───── PROVIDED MATERIAL ─────

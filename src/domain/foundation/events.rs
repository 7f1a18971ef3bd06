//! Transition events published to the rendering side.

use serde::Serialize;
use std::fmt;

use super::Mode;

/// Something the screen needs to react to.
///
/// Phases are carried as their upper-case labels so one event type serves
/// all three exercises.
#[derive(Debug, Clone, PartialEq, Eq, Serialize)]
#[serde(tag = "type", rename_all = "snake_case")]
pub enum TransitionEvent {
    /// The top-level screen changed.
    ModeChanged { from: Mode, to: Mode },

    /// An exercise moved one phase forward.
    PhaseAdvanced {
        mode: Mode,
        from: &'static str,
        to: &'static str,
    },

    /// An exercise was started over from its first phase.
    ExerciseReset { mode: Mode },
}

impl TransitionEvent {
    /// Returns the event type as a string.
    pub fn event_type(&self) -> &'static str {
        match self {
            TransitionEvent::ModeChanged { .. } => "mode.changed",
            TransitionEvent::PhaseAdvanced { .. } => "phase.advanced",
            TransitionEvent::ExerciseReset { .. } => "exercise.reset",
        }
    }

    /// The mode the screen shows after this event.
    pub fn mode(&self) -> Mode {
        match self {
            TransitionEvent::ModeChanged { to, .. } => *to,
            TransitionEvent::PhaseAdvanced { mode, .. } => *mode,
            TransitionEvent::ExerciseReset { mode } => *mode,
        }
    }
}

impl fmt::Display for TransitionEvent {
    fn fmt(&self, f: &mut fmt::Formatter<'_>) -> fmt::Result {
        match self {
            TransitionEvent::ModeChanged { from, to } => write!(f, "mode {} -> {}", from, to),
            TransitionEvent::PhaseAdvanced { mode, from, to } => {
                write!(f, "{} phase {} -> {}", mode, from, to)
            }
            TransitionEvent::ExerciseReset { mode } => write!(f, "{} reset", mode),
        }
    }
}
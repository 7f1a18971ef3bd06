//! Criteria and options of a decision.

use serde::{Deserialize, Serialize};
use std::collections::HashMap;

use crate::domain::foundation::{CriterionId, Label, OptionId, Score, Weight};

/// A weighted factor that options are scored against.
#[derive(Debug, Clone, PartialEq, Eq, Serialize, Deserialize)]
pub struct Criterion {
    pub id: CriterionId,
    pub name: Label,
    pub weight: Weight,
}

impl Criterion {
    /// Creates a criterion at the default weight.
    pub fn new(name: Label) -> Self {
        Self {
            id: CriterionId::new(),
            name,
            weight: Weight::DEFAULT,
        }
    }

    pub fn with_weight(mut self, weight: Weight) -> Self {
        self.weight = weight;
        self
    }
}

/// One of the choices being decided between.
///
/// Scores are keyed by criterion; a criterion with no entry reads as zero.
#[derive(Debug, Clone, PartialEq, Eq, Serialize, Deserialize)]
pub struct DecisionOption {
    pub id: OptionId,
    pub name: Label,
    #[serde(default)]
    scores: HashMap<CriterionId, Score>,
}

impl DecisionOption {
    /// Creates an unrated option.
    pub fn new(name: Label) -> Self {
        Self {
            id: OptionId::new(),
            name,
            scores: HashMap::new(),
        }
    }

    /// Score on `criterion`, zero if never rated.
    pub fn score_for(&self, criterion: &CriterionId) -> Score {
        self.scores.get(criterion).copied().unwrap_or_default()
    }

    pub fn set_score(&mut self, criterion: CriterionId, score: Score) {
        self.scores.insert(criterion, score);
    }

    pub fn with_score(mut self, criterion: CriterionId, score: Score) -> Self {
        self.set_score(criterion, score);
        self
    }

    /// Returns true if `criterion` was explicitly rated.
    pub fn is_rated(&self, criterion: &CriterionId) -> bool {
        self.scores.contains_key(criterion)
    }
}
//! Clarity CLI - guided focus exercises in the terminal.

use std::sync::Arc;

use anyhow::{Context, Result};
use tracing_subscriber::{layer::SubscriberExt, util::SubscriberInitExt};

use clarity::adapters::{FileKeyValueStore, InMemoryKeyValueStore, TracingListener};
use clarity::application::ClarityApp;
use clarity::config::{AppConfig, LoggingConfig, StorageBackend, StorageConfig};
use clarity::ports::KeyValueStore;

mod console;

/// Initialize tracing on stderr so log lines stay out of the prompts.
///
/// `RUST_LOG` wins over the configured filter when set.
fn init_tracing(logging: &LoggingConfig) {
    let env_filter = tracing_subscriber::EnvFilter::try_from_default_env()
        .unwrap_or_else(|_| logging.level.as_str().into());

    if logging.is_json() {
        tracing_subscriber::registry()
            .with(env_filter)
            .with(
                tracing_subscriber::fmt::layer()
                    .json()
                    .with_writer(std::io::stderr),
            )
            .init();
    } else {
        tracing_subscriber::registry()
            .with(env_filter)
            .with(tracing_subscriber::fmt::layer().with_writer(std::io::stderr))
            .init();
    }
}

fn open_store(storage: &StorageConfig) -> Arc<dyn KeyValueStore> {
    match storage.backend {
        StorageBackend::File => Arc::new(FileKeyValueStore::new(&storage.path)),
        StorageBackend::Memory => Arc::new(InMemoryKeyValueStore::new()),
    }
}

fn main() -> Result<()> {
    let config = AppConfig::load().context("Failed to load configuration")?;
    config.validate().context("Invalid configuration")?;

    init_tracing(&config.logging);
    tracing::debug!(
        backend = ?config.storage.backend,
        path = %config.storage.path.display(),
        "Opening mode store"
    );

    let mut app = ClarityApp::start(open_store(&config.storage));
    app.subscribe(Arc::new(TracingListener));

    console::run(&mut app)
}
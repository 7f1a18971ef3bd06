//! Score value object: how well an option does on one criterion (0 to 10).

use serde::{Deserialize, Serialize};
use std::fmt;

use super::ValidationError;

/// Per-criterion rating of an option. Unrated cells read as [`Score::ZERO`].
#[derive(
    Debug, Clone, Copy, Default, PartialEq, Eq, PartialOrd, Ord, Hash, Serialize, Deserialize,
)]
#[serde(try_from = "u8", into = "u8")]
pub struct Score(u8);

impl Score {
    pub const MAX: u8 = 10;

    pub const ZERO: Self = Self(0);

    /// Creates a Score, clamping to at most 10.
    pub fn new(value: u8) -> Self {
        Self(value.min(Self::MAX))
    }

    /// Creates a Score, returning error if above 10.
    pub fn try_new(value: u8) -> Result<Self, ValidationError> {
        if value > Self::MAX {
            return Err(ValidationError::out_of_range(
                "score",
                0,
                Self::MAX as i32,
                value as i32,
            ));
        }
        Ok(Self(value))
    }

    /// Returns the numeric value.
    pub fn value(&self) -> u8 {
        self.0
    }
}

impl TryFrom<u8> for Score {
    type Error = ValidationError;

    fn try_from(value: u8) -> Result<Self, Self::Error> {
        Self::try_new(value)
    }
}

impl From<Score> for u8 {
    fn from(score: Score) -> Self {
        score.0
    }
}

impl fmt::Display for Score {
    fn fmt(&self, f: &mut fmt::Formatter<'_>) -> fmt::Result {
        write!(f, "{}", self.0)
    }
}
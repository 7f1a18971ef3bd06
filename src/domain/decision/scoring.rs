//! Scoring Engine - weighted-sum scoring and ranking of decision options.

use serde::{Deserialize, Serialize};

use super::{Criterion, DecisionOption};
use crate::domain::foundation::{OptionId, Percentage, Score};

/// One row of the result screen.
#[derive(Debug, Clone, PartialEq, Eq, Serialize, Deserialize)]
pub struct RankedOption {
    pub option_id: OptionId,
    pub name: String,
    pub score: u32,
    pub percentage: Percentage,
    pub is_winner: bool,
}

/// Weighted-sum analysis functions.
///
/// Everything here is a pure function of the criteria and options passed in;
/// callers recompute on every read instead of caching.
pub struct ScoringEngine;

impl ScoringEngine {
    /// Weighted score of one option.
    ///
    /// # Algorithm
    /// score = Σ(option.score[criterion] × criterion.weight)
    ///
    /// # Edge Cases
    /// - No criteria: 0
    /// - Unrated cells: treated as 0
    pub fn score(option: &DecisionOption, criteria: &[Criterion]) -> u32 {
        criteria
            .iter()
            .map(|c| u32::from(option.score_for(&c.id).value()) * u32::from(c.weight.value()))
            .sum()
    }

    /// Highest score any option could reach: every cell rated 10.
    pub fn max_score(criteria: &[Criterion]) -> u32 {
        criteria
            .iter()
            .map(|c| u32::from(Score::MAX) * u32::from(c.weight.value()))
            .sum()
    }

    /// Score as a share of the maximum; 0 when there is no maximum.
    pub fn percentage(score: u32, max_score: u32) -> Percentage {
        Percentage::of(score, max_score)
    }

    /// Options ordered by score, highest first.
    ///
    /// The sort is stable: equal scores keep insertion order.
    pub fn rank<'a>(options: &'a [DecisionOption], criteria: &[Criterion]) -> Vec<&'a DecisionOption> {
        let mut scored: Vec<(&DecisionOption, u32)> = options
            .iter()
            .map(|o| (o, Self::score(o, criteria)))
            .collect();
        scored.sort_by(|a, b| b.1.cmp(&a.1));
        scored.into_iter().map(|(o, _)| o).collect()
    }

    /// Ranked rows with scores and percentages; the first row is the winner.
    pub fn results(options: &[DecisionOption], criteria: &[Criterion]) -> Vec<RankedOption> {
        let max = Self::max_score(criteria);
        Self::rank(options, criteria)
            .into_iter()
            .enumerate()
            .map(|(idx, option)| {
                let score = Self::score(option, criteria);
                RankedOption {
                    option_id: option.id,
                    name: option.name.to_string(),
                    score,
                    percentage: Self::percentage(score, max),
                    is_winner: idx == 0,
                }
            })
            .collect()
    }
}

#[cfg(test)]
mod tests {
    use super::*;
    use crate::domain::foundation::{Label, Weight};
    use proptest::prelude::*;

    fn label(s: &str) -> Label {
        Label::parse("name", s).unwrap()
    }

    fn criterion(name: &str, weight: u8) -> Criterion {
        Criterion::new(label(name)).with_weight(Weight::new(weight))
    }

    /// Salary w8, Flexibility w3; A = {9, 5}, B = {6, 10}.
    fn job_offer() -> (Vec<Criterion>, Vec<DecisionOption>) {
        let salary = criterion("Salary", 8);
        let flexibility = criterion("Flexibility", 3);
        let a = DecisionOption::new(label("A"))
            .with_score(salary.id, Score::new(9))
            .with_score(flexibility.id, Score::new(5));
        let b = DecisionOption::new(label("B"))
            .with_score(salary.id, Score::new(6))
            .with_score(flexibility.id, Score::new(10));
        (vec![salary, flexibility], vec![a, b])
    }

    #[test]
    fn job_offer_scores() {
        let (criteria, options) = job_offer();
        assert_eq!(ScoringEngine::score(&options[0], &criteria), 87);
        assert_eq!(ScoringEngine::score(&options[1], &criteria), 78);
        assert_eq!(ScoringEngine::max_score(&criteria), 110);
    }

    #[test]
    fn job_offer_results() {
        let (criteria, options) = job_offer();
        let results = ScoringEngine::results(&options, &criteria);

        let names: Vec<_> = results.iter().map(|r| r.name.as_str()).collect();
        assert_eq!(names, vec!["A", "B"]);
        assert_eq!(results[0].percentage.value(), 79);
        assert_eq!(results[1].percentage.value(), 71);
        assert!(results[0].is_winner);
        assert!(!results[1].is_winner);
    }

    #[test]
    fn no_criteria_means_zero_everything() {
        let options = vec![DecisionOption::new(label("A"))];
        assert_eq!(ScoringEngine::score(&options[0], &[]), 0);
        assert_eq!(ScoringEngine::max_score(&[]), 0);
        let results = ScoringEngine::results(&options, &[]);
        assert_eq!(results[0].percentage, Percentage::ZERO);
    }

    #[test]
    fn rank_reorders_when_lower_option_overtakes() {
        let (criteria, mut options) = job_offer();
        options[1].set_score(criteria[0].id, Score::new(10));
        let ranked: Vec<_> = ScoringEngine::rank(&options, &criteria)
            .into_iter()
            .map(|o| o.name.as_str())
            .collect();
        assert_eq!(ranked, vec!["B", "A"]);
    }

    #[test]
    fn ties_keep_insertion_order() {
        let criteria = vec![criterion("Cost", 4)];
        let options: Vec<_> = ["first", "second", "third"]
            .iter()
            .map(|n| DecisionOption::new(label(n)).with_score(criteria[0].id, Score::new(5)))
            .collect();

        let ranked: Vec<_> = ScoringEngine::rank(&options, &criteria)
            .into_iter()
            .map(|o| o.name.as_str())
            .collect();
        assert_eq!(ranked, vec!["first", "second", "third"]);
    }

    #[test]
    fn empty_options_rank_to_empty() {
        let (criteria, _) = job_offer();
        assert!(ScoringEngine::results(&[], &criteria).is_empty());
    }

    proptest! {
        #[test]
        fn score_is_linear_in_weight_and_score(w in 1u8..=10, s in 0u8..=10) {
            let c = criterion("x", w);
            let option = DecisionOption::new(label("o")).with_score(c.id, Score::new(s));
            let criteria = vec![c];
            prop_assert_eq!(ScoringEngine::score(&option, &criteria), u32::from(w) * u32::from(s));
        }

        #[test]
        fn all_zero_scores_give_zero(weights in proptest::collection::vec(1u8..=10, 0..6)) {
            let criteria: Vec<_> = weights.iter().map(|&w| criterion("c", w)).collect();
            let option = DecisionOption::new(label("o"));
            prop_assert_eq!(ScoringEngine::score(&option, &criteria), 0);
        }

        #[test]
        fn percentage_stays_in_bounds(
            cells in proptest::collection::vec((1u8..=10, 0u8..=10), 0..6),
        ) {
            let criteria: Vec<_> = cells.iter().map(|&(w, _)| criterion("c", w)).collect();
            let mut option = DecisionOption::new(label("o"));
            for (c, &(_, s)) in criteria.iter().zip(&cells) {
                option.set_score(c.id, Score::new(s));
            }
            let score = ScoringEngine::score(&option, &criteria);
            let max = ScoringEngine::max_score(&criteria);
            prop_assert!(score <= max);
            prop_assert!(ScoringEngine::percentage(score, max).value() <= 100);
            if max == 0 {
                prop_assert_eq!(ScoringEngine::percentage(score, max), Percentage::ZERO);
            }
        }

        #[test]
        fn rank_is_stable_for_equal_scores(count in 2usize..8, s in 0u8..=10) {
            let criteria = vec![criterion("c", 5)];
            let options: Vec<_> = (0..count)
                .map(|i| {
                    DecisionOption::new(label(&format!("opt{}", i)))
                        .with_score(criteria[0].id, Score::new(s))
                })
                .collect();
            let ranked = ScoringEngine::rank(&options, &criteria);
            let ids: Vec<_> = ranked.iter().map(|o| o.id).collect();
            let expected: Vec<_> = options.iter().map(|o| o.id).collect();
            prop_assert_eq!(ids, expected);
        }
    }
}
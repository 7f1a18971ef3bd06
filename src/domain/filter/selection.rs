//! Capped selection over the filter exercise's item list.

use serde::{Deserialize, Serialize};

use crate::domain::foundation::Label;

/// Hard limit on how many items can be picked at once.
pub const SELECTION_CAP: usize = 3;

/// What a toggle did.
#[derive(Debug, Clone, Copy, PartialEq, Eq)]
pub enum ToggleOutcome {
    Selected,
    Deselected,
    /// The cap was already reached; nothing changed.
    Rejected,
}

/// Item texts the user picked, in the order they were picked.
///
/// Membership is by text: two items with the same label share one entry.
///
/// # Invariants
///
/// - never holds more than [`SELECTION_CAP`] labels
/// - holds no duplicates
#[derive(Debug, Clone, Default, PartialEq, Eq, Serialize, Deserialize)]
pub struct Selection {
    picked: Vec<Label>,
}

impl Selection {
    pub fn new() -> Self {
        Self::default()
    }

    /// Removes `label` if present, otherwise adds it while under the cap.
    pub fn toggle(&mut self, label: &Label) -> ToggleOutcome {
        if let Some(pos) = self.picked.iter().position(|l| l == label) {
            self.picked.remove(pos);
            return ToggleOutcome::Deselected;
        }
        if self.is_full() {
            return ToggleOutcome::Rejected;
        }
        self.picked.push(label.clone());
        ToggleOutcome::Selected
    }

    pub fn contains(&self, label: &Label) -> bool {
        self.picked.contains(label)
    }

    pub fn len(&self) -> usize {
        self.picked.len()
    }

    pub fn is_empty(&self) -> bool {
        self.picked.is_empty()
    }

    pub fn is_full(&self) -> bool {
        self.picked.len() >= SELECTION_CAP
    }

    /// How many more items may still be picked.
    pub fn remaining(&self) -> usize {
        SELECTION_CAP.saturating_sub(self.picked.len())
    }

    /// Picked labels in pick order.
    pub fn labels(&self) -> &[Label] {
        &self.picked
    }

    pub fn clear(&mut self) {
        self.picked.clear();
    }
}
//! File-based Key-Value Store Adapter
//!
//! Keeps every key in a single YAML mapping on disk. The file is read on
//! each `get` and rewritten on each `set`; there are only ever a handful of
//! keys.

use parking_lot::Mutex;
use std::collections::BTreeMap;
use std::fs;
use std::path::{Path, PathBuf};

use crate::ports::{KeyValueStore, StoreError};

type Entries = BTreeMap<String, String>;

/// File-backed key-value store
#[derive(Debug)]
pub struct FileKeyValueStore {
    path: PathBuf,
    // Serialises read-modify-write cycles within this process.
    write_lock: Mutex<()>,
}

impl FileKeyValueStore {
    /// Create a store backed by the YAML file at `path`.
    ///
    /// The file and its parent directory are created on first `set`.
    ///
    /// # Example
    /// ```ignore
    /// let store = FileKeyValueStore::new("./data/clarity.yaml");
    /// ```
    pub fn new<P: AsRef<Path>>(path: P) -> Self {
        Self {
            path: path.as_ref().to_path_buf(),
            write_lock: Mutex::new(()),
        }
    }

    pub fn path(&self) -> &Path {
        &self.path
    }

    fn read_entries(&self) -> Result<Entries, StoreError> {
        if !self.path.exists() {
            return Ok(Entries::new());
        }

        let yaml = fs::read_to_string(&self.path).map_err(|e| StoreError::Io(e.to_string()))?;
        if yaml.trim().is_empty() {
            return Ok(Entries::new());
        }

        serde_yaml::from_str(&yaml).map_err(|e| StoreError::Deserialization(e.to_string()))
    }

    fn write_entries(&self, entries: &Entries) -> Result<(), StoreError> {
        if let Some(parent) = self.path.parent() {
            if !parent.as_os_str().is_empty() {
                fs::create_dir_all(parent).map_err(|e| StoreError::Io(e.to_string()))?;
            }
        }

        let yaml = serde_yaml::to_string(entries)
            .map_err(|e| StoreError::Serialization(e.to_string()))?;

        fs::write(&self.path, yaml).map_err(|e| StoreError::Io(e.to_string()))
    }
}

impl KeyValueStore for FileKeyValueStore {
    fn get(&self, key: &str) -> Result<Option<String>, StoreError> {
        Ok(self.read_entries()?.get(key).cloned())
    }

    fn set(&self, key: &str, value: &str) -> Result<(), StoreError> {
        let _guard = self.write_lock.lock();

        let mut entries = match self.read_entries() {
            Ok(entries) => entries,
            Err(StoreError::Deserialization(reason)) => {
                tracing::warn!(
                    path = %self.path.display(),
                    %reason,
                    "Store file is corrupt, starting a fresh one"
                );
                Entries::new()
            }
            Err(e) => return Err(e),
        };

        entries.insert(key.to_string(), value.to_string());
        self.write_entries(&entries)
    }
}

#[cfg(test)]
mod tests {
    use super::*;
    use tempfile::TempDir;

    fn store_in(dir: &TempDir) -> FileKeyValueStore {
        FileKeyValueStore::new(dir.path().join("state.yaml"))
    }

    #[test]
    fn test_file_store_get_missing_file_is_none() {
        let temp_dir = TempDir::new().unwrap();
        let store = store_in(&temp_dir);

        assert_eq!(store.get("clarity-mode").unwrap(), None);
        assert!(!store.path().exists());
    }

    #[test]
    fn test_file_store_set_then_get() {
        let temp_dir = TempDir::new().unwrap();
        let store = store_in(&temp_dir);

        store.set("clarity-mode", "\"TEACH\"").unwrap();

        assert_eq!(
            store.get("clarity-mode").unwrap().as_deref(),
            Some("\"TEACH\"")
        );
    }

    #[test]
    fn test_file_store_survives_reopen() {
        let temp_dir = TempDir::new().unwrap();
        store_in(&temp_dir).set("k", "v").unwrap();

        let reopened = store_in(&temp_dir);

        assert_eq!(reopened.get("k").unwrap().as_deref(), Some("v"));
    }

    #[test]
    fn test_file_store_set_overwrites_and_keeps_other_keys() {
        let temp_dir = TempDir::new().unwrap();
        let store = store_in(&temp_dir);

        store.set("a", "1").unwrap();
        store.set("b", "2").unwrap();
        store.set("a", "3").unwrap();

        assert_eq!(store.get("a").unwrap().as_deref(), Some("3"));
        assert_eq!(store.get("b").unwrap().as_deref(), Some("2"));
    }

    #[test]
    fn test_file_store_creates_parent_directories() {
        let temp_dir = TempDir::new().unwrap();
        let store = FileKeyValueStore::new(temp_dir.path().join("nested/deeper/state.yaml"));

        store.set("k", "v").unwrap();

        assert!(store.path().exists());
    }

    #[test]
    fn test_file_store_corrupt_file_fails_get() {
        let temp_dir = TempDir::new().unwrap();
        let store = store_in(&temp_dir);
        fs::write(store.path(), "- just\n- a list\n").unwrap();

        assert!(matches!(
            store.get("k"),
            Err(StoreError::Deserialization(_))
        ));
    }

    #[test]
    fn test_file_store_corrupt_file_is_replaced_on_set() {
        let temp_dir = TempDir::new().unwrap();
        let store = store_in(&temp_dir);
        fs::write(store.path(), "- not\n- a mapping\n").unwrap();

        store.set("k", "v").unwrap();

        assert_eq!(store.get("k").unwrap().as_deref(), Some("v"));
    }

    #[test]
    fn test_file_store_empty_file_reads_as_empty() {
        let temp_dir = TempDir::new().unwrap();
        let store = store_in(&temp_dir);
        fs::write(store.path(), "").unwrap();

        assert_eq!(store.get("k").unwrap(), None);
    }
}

─────

WHAT IS EXPECTED
Bring together all lines from the listing that contain the word "Copy".

RESULT FOR THIS TASK
    Debug, Clone, Copy, Default, PartialEq, Eq, PartialOrd, Ord, Hash, Serialize, Deserialize,
#[derive(Debug, Clone, Copy, PartialEq, Eq)]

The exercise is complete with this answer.